Store-Bought Marble Cleaners
Not interested in making your own cleaners and sealants? Many products are both affordable and practical for cleaning your marble countertops.
Brands like Simple Green and MarbleLife sell bottles of cleaners that are equally powerful, just make sure that you double-check the ingredients list to ensure that none will harm the stone.
Store-Bought Marble Sealers and Polishers
A store-bought marble sealer is an excellent option if you’ve noticed that your countertops need a touch-up. Big-name brands like Tuff Duck, Tenax, and Stonetech provide highly-rated options and generally range from $20-$50.

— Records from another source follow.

//! Contains [`SingleSolutionResult`] for solves that return one solution.

use crate::prelude::*;

/// The result of a solve that produces at most one solution.
#[derive(Clone)]
pub enum SingleSolutionResult {
    /// No solution is possible.
    None,
    /// A solution was found.
    Solved(Box<Board>),
    /// The solve failed, e.g. it was cancelled.
    Error(String),
}

impl SingleSolutionResult {
    pub fn is_none(&self) -> bool {
        matches!(self, SingleSolutionResult::None)
    }

    pub fn is_solved(&self) -> bool {
        matches!(self, SingleSolutionResult::Solved(_))
    }

    pub fn is_error(&self) -> bool {
        matches!(self, SingleSolutionResult::Error(_))
    }

    pub fn board(&self) -> Option<Box<Board>> {
        match self {
            SingleSolutionResult::Solved(board) => Some(board.clone()),
            _ => None,
        }
    }
}

impl std::fmt::Display for SingleSolutionResult {
    fn fmt(&self, f: &mut std::fmt::Formatter<'_>) -> std::fmt::Result {
        match self {
            SingleSolutionResult::Solved(board) => write!(f, "{}", board),
            SingleSolutionResult::Error(err) => write!(f, "Error: {}", err),
            SingleSolutionResult::None => write!(f, "No solution"),
        }
    }
}
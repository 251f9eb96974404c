use crate::prelude::*;

/// Applies constraint-specific step logic, in constraint order.
#[derive(Debug)]
pub struct StepConstraints;

impl LogicalStep for StepConstraints {
    fn name(&self) -> &'static str {
        "Step Constraints"
    }

    fn difficulty(&self) -> u32 {
        6
    }

    fn has_own_prefix(&self) -> bool {
        true
    }

    fn is_active_during_brute_force_solves(&self) -> bool {
        true
    }

    fn run(&self, board: &mut Board, generate_description: bool) -> LogicalStepResult {
        let board_data = board.data();
        for constraint in board_data.constraints() {
            let result = constraint.step_logic(board, !generate_description);
            if !result.is_none() {
                return result.with_prefix(&format!("{}: ", constraint.specific_name()));
            }
        }

        LogicalStepResult::None
    }
}

#[cfg(test)]
mod test {
    use super::*;
    use std::sync::Arc;

    #[derive(Debug)]
    struct RemoveCandidateConstraint {
        specific_name: String,
        candidate: CandidateIndex,
    }

    impl RemoveCandidateConstraint {
        fn new(candidate: CandidateIndex) -> Self {
            Self {
                specific_name: format!("Remove {}", candidate),
                candidate,
            }
        }
    }

    impl Constraint for RemoveCandidateConstraint {
        fn name(&self) -> &str {
            &self.specific_name
        }

        fn step_logic(&self, board: &mut Board, _is_brute_forcing: bool) -> LogicalStepResult {
            if !board.has_candidate(self.candidate) {
                return LogicalStepResult::None;
            }
            if !board.clear_candidate(self.candidate) {
                return LogicalStepResult::Invalid(Some(
                    format!("{} cannot be removed.", self.candidate).into(),
                ));
            }
            LogicalStepResult::Changed(Some(format!("{} removed.", self.candidate).into()))
        }
    }

    #[test]
    fn test_step_constraints() {
        let candidate1 = CellIndex::from_rc(0, 0).candidate(1);
        let candidate2 = CellIndex::from_rc(0, 1).candidate(1);
        let mut board = Board::new(
            &[],
            vec![
                Arc::new(RemoveCandidateConstraint::new(candidate1)),
                Arc::new(RemoveCandidateConstraint::new(candidate2)),
            ],
        );
        let step_constraints = StepConstraints;

        // One candidate removed per step, in constraint order.
        let result = step_constraints.run(&mut board, true);
        assert!(result.is_changed());
        assert_eq!(
            result.description().unwrap().to_string(),
            "Remove 1r1c1: 1r1c1 removed."
        );
        assert!(!board.has_candidate(candidate1));
        assert!(board.has_candidate(candidate2));

        let result = step_constraints.run(&mut board, true);
        assert!(result.is_changed());
        assert!(!board.has_candidate(candidate2));

        assert!(step_constraints.run(&mut board, true).is_none());
    }

    #[test]
    fn test_step_constraints_invalid() {
        let candidate1 = CellIndex::from_rc(0, 0).candidate(1);
        let mut board = Board::new(
            &[],
            vec![Arc::new(RemoveCandidateConstraint::new(candidate1))],
        );

        // Reduce r1c1 to just the candidate the constraint wants to remove.
        let cell = CellIndex::from_rc(0, 0);
        assert!(board.clear_candidates((2..=SIZE).map(|value| cell.candidate(value))));

        let result = StepConstraints.run(&mut board, true);
        assert!(result.is_invalid());
        assert_eq!(
            result.description().unwrap().to_string(),
            "Remove 1r1c1: 1r1c1 cannot be removed."
        );
    }
}
//! Contains [`LogicalStepDesc`], the human-readable record of one performed step.

use crate::prelude::*;

/// Describes a single performed logical step and its results.
///
/// Besides the description string, a step can carry the candidates it reasoned
/// from, the candidates it eliminated, cells worth highlighting, and the
/// alternating strong/weak link chain that justified it, so hosts can render
/// the step graphically instead of (or as well as) textually.
///
/// Steps can also carry sub-steps: when a contradiction is found by testing a
/// value and then running further logic, the nested steps record that inner
/// reasoning. Most steps have none.
#[derive(Debug, Clone)]
pub struct LogicalStepDesc {
    step: String,
    source_candidates: Vec<CandidateIndex>,
    elim_candidates: Vec<CandidateIndex>,
    highlight_cells: Vec<CellIndex>,
    strong_links: Vec<(CandidateIndex, CandidateIndex)>,
    weak_links: Vec<(CandidateIndex, CandidateIndex)>,
    sub_steps: LogicalStepDescList,
    depth: usize,
}

impl LogicalStepDesc {
    pub fn new(step: &str, sub_steps: &LogicalStepDescList) -> Self {
        Self {
            sub_steps: sub_steps.with_depth(1),
            ..Self::from(step)
        }
    }

    /// A description combining a reason with its eliminations, rendered as
    /// `reason => -1r1c12`.
    pub fn from_elims(desc: &str, elims: &EliminationList) -> Self {
        Self {
            elim_candidates: elims.iter().collect(),
            ..Self::from(format!("{} => {}", desc, elims))
        }
    }

    /// The same description with the candidates the step reasoned from.
    #[must_use]
    pub fn with_source_candidates(mut self, candidates: &[CandidateIndex]) -> Self {
        self.source_candidates = candidates.to_vec();
        self
    }

    /// The same description with cells to highlight when rendering.
    #[must_use]
    pub fn with_highlight_cells(mut self, cells: &[CellIndex]) -> Self {
        self.highlight_cells = cells.to_vec();
        self
    }

    /// The same description with an alternating strong/weak link chain.
    #[must_use]
    pub fn with_links(
        mut self,
        strong_links: Vec<(CandidateIndex, CandidateIndex)>,
        weak_links: Vec<(CandidateIndex, CandidateIndex)>,
    ) -> Self {
        self.strong_links = strong_links;
        self.weak_links = weak_links;
        self
    }

    #[must_use]
    pub fn with_prefix(&self, prefix: &str) -> Self {
        Self {
            step: format!("{}{}", prefix, self.step),
            ..self.clone()
        }
    }

    pub fn source_candidates(&self) -> &[CandidateIndex] {
        &self.source_candidates
    }

    pub fn elim_candidates(&self) -> &[CandidateIndex] {
        &self.elim_candidates
    }

    pub fn highlight_cells(&self) -> &[CellIndex] {
        &self.highlight_cells
    }

    pub fn strong_links(&self) -> &[(CandidateIndex, CandidateIndex)] {
        &self.strong_links
    }

    pub fn weak_links(&self) -> &[(CandidateIndex, CandidateIndex)] {
        &self.weak_links
    }

    pub fn sub_steps(&self) -> &LogicalStepDescList {
        &self.sub_steps
    }

    pub(crate) fn with_depth(&self, depth: usize) -> LogicalStepDesc {
        LogicalStepDesc {
            sub_steps: self.sub_steps.with_depth(depth + 1),
            depth,
            ..self.clone()
        }
    }

    fn indent_str(&self) -> String {
        let mut indent = String::new();
        if self.depth > 0 {
            indent.reserve(self.depth * 4);
            for _ in 0..self.depth - 1 {
                indent.push_str("    ");
            }
            indent.push_str("  | ");
        }
        indent
    }
}

impl From<&str> for LogicalStepDesc {
    fn from(step: &str) -> Self {
        Self::from(step.to_owned())
    }
}

impl From<String> for LogicalStepDesc {
    fn from(step: String) -> Self {
        Self {
            step,
            source_candidates: Vec::new(),
            elim_candidates: Vec::new(),
            highlight_cells: Vec::new(),
            strong_links: Vec::new(),
            weak_links: Vec::new(),
            sub_steps: LogicalStepDescList::new(),
            depth: 0,
        }
    }
}

impl std::fmt::Display for LogicalStepDesc {
    fn fmt(&self, f: &mut std::fmt::Formatter) -> std::fmt::Result {
        let indent = self.indent_str();
        if self.sub_steps.is_empty() {
            write!(f, "{}{}", indent, self.step)
        } else {
            writeln!(f, "{}{}", indent, self.step)?;
            write!(f, "{}", self.sub_steps)
        }
    }
}

#[cfg(test)]
mod test {
    use super::*;

    #[test]
    fn test_from_elims_records_candidates() {
        let mut elims = EliminationList::new();
        elims.add_cell_value(CellIndex::from_rc(0, 0), 1);
        elims.add_cell_value(CellIndex::from_rc(0, 1), 1);

        let desc = LogicalStepDesc::from_elims("some reason", &elims);
        assert_eq!(desc.to_string(), "some reason => -1r1c12");
        assert_eq!(desc.elim_candidates().len(), 2);
        assert!(desc.source_candidates().is_empty());

        let sourced = desc.with_source_candidates(&[CellIndex::from_rc(4, 4).candidate(5)]);
        assert_eq!(sourced.source_candidates().len(), 1);
    }
}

These can be purchased at any large department store, on amazon.com, or directly from the company’s website. If you’re looking for added shine, bottles of stone polisher can make your marble sparkle.
Giving Marble Countertops Extra Shine
If you want your marble countertops to make a statement, consider purchasing a marble polishing kit. A quick Google search provides you with affordable polishing sponges and wax that is safe on the stone.
Polishers take your cleaning to the next level and offer a like-new shine that will have family and friends fawning over your kitchen or bathroom.
Despite needing to be cautious about the products you apply to your marble countertops, there are many options for cleaning your marble in a safe and environmentally friendly way. We hope you liked learning about the many strategies on how to clean marble countertops.